The Blues were born out of African-American culture in the deep south and expressed emotional truths and feelings that were prevalent in the late 1880’s. Sadness, solitude, despair, hardships, and pain. Field hands, slaves, and prisoners would sing aloud as a means of seeking solace in their unempowered and uncontrolled lives. This honest style of music was so compelling that it appealed to many and became the cornerstone of all modern American Music, most notably, Rock N Roll.
“Professional” Blues musicians started showing up in the early 20th century when a great migration of African-Americans moved from the rural south to urban centers in the midwest and the north. Many got their start traveling in tent and medicine shows and the music began to get noticed. St. Louis was one of the cities where musicians settled and saw the rise to famous musicians like Chuck Berry, Muddy Waters, and Albert King.

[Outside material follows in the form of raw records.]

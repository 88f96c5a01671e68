//! 电脑对手：minimax 搜索与难度策略。

pub mod minimax;

pub use minimax::{
    choose_computer_move, minimax, random_move, AiAgent, AiConfig, AiDecision, AiDifficulty,
    SearchResult, DRAW_SCORE, LOSS_SCORE, WIN_SCORE,
};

The museum just opened in March, 2016 and is housed in a refurbished downtown department store where $14 million and 23,000 square feet bring to life the history and sounds of the Blues. Exhibits are interactive and engage you in participation. Upon entering, visitors are encouraged to write their own lyrics on a screen and then add musical notes on guitar, harmonica and piano at different stages throughout the museum. Your musical masterpiece is be emailed to you later.
In the Jug Band Room you are invited to pick up an instrument like the washboard, spoons, or shakers and take a lesson. The computer in front of you adds your face and musical notes to a real band performing on the screen. The museum also looks at how evolving technology fostered the spread of the Blues across regions, continents and oceans, from sheet music to jukeboxes to digital downloads and social media. To bring the Blues to life, the museum features a stage and nightclub where live music is played.
St. Louis is filled with many wonderful attractions and there is no shortage of things to do and see there. The National Blues Museum is definitely one that will draw people in with its informative and interactive qualities and soulful vibe.